Objectives and Outcomes

The GSA counter-map project has three core objectives: 

Visibility:  Expose the expansive and expanding footprint of food banking networks across the world. Mapping charitable food systems and the governance structures that enable them to operate in situ is an important step in understanding their form and function across legal geographies, social contexts and regional food systems. 

Narrative Change: Reclaim the moral arc of the food banking economy away from “common-sense” market-based solutions toward rights-based paths that demands governments to fulfill their obligations to shape and regulate the moral economies of food provisioning and the social contract between producers and consumers. Our The Right to Food Atlas will support a change in the dominant narrative around household food insecurity from food quantity to food quality, from pounds distributed to justice enacted, from left over food to sustainable production — to shift the impact that economies of care can have to shape transformational change to an unhealthy, exploitative, wasteful and environmentally destructive food system.
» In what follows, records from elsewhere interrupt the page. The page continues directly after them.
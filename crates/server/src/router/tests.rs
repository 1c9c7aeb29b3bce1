use std::sync::Arc;

use apiloom_core::config::{ExecutionConfig, IngestConfig, RegistryConfig, Web3Config};
use apiloom_core::Config;
use axum::body::Body;
use axum::http::{Method, Request, StatusCode};
use axum::routing::get;
use axum::Router;
use http_body_util::BodyExt;
use serde_json::{json, Value};
use tower::ServiceExt;

use super::build_router;
use crate::state::AppState;

const DIRECTORY: &str = r#"{"count":2,"entries":[
    {"API":"Brand New API","Description":"Fresh from the directory","Auth":"","HTTPS":true,"Cors":"yes","Link":"https://brand-new.example.com/","Category":"Development"},
    {"API":"Dog CEO","Description":"Dogs","Auth":"","HTTPS":true,"Cors":"yes","Link":"https://dog.ceo/dog-api/","Category":"Animals"}
]}"#;

fn test_config(remote_url: &str) -> Config {
    let mut config = Config::for_profile("");
    config.server.cors_origin = "*".to_string();
    config.ingest = IngestConfig {
        remote_directory_url: remote_url.to_string(),
        refresh_interval_secs: 0,
        fetch_timeout_ms: 2_000,
        ..IngestConfig::default()
    };
    config.execution = ExecutionConfig {
        request_timeout_ms: 2_000,
        flow_deadline_ms: 5_000,
        ..ExecutionConfig::default()
    };
    config.registry = RegistryConfig::default();
    config.web3 = Web3Config::default();
    config
}

fn app_with(remote_url: &str) -> Router {
    let state = AppState::from_config(test_config(remote_url)).unwrap();
    build_router(Arc::new(state))
}

fn app() -> Router {
    app_with("http://127.0.0.1:9/unreachable.json")
}

async fn send(app: &Router, method: Method, uri: &str, body: Option<Value>) -> (StatusCode, Value) {
    let mut builder = Request::builder().method(method).uri(uri);
    let body = match body {
        Some(v) => {
            builder = builder.header("content-type", "application/json");
            Body::from(v.to_string())
        }
        None => Body::empty(),
    };
    let response = app.clone().oneshot(builder.body(body).unwrap()).await.unwrap();
    let status = response.status();
    let bytes = response.into_body().collect().await.unwrap().to_bytes();
    let json = serde_json::from_slice(&bytes).unwrap_or(Value::Null);
    (status, json)
}

async fn initialized() -> Router {
    let app = app();
    let (status, _) = send(&app, Method::POST, "/init", None).await;
    assert_eq!(status, StatusCode::OK);
    app
}

async fn serve(router: Router) -> String {
    let listener = tokio::net::TcpListener::bind("127.0.0.1:0").await.unwrap();
    let addr = listener.local_addr().unwrap();
    tokio::spawn(async move {
        axum::serve(listener, router).await.unwrap();
    });
    format!("http://{addr}")
}

// ── Lifecycle ────────────────────────────────────────────────────

#[tokio::test]
async fn health_is_always_ok() {
    let (status, body) = send(&app(), Method::GET, "/health", None).await;
    assert_eq!(status, StatusCode::OK);
    assert_eq!(body["status"], "ok");
}

#[tokio::test]
async fn init_is_idempotent_and_flips_status() {
    let app = app();
    let (_, before) = send(&app, Method::GET, "/status", None).await;
    assert_eq!(before["initialized"], false);
    assert_eq!(before["stats"]["totalApis"], 0);

    let (_, first) = send(&app, Method::POST, "/init", None).await;
    assert_eq!(first["cached"], false);
    assert!(first["ingest"]["totalApis"].as_u64().unwrap() > 0);
    assert!(first["flowsGenerated"].as_u64().unwrap() > 0);

    let (_, second) = send(&app, Method::POST, "/init", None).await;
    assert_eq!(second["cached"], true);
    assert_eq!(second["ingest"]["totalApis"], first["ingest"]["totalApis"]);

    let (_, after) = send(&app, Method::GET, "/status", None).await;
    assert_eq!(after["initialized"], true);
    assert_eq!(after["capabilityRegistry"], "in-memory");
    assert!(after["endpointCount"].as_u64().unwrap() > 0);
}

#[tokio::test]
async fn refresh_reports_net_new_apis() {
    let base = serve(Router::new().route("/dir.json", get(|| async { DIRECTORY }))).await;
    let app = app_with(&format!("{base}/dir.json"));
    send(&app, Method::POST, "/init", None).await;

    let (status, body) = send(&app, Method::POST, "/refresh", None).await;
    assert_eq!(status, StatusCode::OK);
    assert_eq!(body["success"], true);
    assert_eq!(body["newApis"], 1);

    let (_, found) = send(&app, Method::GET, "/apis/search?q=brand%20new", None).await;
    assert_eq!(found["count"], 1);
}

#[tokio::test]
async fn refresh_surfaces_fetch_errors() {
    let app = app();
    let (status, body) = send(&app, Method::POST, "/refresh", None).await;
    assert_eq!(status, StatusCode::OK);
    assert_eq!(body["success"], false);
    assert!(!body["result"]["errors"].as_array().unwrap().is_empty());

    let (_, sources) = send(&app, Method::GET, "/sources", None).await;
    let remote = sources["sources"]
        .as_array()
        .unwrap()
        .iter()
        .find(|s| s["id"] == "public-apis")
        .cloned()
        .unwrap();
    assert_eq!(remote["status"], "error");
}

// ── Catalog ──────────────────────────────────────────────────────

#[tokio::test]
async fn search_requires_query() {
    let app = initialized().await;
    let (status, body) = send(&app, Method::GET, "/apis/search", None).await;
    assert_eq!(status, StatusCode::BAD_REQUEST);
    assert!(body["error"].as_str().unwrap().contains("q"));

    let (status, body) = send(&app, Method::GET, "/apis/search?q=dog", None).await;
    assert_eq!(status, StatusCode::OK);
    assert!(body["count"].as_u64().unwrap() >= 1);

    let (_, animals) = send(&app, Method::GET, "/apis/category/ANIMALS", None).await;
    assert!(animals["count"].as_u64().unwrap() >= 2);
}

#[tokio::test]
async fn admin_delete_removes_endpoints() {
    let app = initialized().await;
    let (status, _) = send(&app, Method::GET, "/endpoints/public.dog_ceo.random", None).await;
    assert_eq!(status, StatusCode::OK);

    let (status, body) = send(&app, Method::DELETE, "/apis/Dog%20CEO", None).await;
    assert_eq!(status, StatusCode::OK);
    assert_eq!(body["removed"], "Dog CEO");

    let (status, _) = send(&app, Method::GET, "/endpoints/public.dog_ceo.random", None).await;
    assert_eq!(status, StatusCode::NOT_FOUND);
    let (status, _) = send(&app, Method::DELETE, "/apis/Dog%20CEO", None).await;
    assert_eq!(status, StatusCode::NOT_FOUND);

    let (_, flows) = send(&app, Method::GET, "/flows", None).await;
    for flow in flows["flows"].as_array().unwrap() {
        for step in flow["steps"].as_array().unwrap() {
            assert!(!step["endpointKey"].as_str().unwrap().contains("dog_ceo"));
        }
    }
}

#[tokio::test]
async fn clear_allows_reinitialization() {
    let app = initialized().await;
    let (_, cleared) = send(&app, Method::DELETE, "/apis", None).await;
    assert!(cleared["removed"].as_u64().unwrap() > 0);

    let (_, status) = send(&app, Method::GET, "/status", None).await;
    assert_eq!(status["initialized"], false);
    assert_eq!(status["stats"]["totalApis"], 0);

    let (_, again) = send(&app, Method::POST, "/init", None).await;
    assert_eq!(again["cached"], false);
    assert!(again["ingest"]["totalApis"].as_u64().unwrap() > 0);
}

#[tokio::test(flavor = "multi_thread", worker_threads = 4)]
async fn clear_racing_init_leaves_consistent_state() {
    for _ in 0..10 {
        let app = app();
        let (init, clear) = tokio::join!(
            send(&app, Method::POST, "/init", None),
            send(&app, Method::DELETE, "/apis", None),
        );
        assert_eq!(init.0, StatusCode::OK);
        assert_eq!(clear.0, StatusCode::OK);

        let (_, status) = send(&app, Method::GET, "/status", None).await;
        let has_apis = status["stats"]["totalApis"].as_u64().unwrap() > 0;
        assert_eq!(status["initialized"], has_apis, "{status}");
    }
}

// ── Endpoints & flows ────────────────────────────────────────────

#[tokio::test]
async fn endpoint_lookup_includes_description() {
    let app = initialized().await;
    let (status, body) = send(&app, Method::GET, "/endpoints/public.dog_ceo.random", None).await;
    assert_eq!(status, StatusCode::OK);
    assert_eq!(body["endpoint"]["apiName"], "Dog CEO");
    assert!(body["description"].as_str().unwrap().contains("Dog CEO"));

    let (status, body) = send(&app, Method::GET, "/endpoints/public.nope.nothing", None).await;
    assert_eq!(status, StatusCode::NOT_FOUND);
    assert!(body["error"].as_str().unwrap().contains("public.nope.nothing"));
}

#[tokio::test]
async fn flow_lookup_and_category_flows() {
    let app = initialized().await;
    let (_, list) = send(&app, Method::GET, "/flows", None).await;
    let id = list["flows"][0]["id"].as_str().unwrap().to_string();

    let (status, body) = send(&app, Method::GET, &format!("/flows/{id}"), None).await;
    assert_eq!(status, StatusCode::OK);
    assert!(body["description"].as_str().unwrap().contains("1."));

    let (status, _) = send(&app, Method::GET, "/flows/does-not-exist", None).await;
    assert_eq!(status, StatusCode::NOT_FOUND);

    let (status, _) = send(&app, Method::POST, "/flows/category", Some(json!({ "categories": [] }))).await;
    assert_eq!(status, StatusCode::BAD_REQUEST);

    let (status, body) = send(
        &app,
        Method::POST,
        "/flows/category",
        Some(json!({ "categories": ["Animals", "Entertainment"] })),
    )
    .await;
    assert_eq!(status, StatusCode::CREATED);
    assert_eq!(body["flow"]["provenance"], "manual");
    assert_eq!(body["flow"]["steps"].as_array().unwrap().len(), 2);
}

// ── Execution ────────────────────────────────────────────────────

#[tokio::test]
async fn execute_validates_requests() {
    let app = initialized().await;
    let (status, _) = send(&app, Method::POST, "/execute", Some(json!({}))).await;
    assert_eq!(status, StatusCode::BAD_REQUEST);

    let (status, body) = send(&app, Method::POST, "/execute", Some(json!({ "key": "public.nope.nothing" }))).await;
    assert_eq!(status, StatusCode::OK);
    assert_eq!(body["success"], false);
    assert_eq!(body["errorKind"], "unknownEndpoint");

    let (status, body) = send(&app, Method::POST, "/execute", Some(json!({ "key": "public.dog_ceo.by_breed" }))).await;
    assert_eq!(status, StatusCode::BAD_REQUEST);
    assert_eq!(body["errorKind"], "missingParameters");
    assert!(body["error"].as_str().unwrap().contains("breed"));
}

#[tokio::test]
async fn flow_validates_requests() {
    let app = initialized().await;
    let (status, _) = send(&app, Method::POST, "/flow", Some(json!({ "parallel": true }))).await;
    assert_eq!(status, StatusCode::BAD_REQUEST);

    let (status, body) = send(&app, Method::POST, "/flow", Some(json!({ "flowId": "no-such-flow" }))).await;
    assert_eq!(status, StatusCode::OK);
    assert_eq!(body["success"], false);
    assert_eq!(body["errorKind"], "unknownFlow");
}

// ── Chain data ───────────────────────────────────────────────────

#[tokio::test]
async fn web3_without_keys_reports_missing_credentials() {
    let app = app();
    let (_, status) = send(&app, Method::GET, "/web3/status", None).await;
    assert_eq!(status["providers"].as_array().unwrap().len(), 3);
    assert!(status["providers"]
        .as_array()
        .unwrap()
        .iter()
        .all(|p| p["configured"] == false));

    let (status, body) = send(
        &app,
        Method::POST,
        "/web3/execute",
        Some(json!({ "key": "web3.moralis.wallet_balance", "params": { "address": "0x123" } })),
    )
    .await;
    assert_eq!(status, StatusCode::OK);
    assert_eq!(body["success"], false);
    assert_eq!(body["provider"], "moralis");
    assert_eq!(body["errorKind"], "missingCredential");
    assert!(body["error"].as_str().unwrap().contains("API key"));
}

#[tokio::test]
async fn web3_flow_requires_address() {
    let app = app();
    let (status, body) = send(&app, Method::POST, "/web3/flow", Some(json!({ "flowId": "wallet-overview" }))).await;
    assert_eq!(status, StatusCode::BAD_REQUEST);
    assert!(body["error"].as_str().unwrap().contains("address"));

    let (status, body) = send(
        &app,
        Method::POST,
        "/web3/flow",
        Some(json!({ "flowId": "wallet-overview", "address": "0x123" })),
    )
    .await;
    assert_eq!(status, StatusCode::OK);
    assert_eq!(body["parallel"], true);
    assert_eq!(body["succeededSteps"], 0);

    let (status, _) = send(&app, Method::GET, "/web3/flows/wallet-overview", None).await;
    assert_eq!(status, StatusCode::OK);
    let (status, _) = send(&app, Method::GET, "/web3/flows/nope", None).await;
    assert_eq!(status, StatusCode::NOT_FOUND);
}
Popular Pedagogy and Advocacy: The Right to Food Atlas will create an opportunity to open public conversations and debates about food banking. The project will build knowledge networks around whom the laws and policies of our food system currently serve, whom they should serve, who has the power to write and influence the rules structuring our food production, processing and distribution. It will also foster grassroots food policy advocacy toward enacting the right to food in various locales. While the entry-point and focus will be specifically on the food banking economy, the project will highlight the broader role of food law and policy in a diversity of political jurisdictions, from municipal to national and even supranational scales to advance food sovereignty and the human right to food. 

The GSA Right to Food Atlas aims to tell a different story, one that will engage a diversity of voices to consider the possibility of challenging the future role of food banks in society. The simple yet powerful message of the human right to food will inform every layer of the map from qualitative to quantitative data collected for the project. The map will be designed to be easily accessible to the general public, while also geared toward community-based activists and policy makers challenging the notion that state governments are providing new channels of accumulation for food corporations to mitigate their inefficiencies through generous tax breaks, liability exemptions, reduced waste disposal fees and enhanced moral standing in the marketplace. The story we are telling is about democracy in the food system, about reparations for past wrongs and ecological commitments to sustainable and resilient food futures through a different kind of support system for anti-hunger networks, one that builds solidarity across difference and a common purpose to ensure the right to food for all. 

The final outcome of the first phase of this project will be an interactive web-map hosted on the GSA website, accompanied by pedagogical toolkits through which communities might begin untangling the complex webs of the food banking economy in their various locales and find openings to build grassroots power to demand the right to food. In the second phase of this project, the GSA team will incorporate a qualitative story-telling ‘deep map’ component that utilizes the power of the geospatial web, working in collaboration with people with lived experience of poverty to highlight the everyday realities and lived experiences of food insecurity and the care economies and mutual networks in place to mitigate it.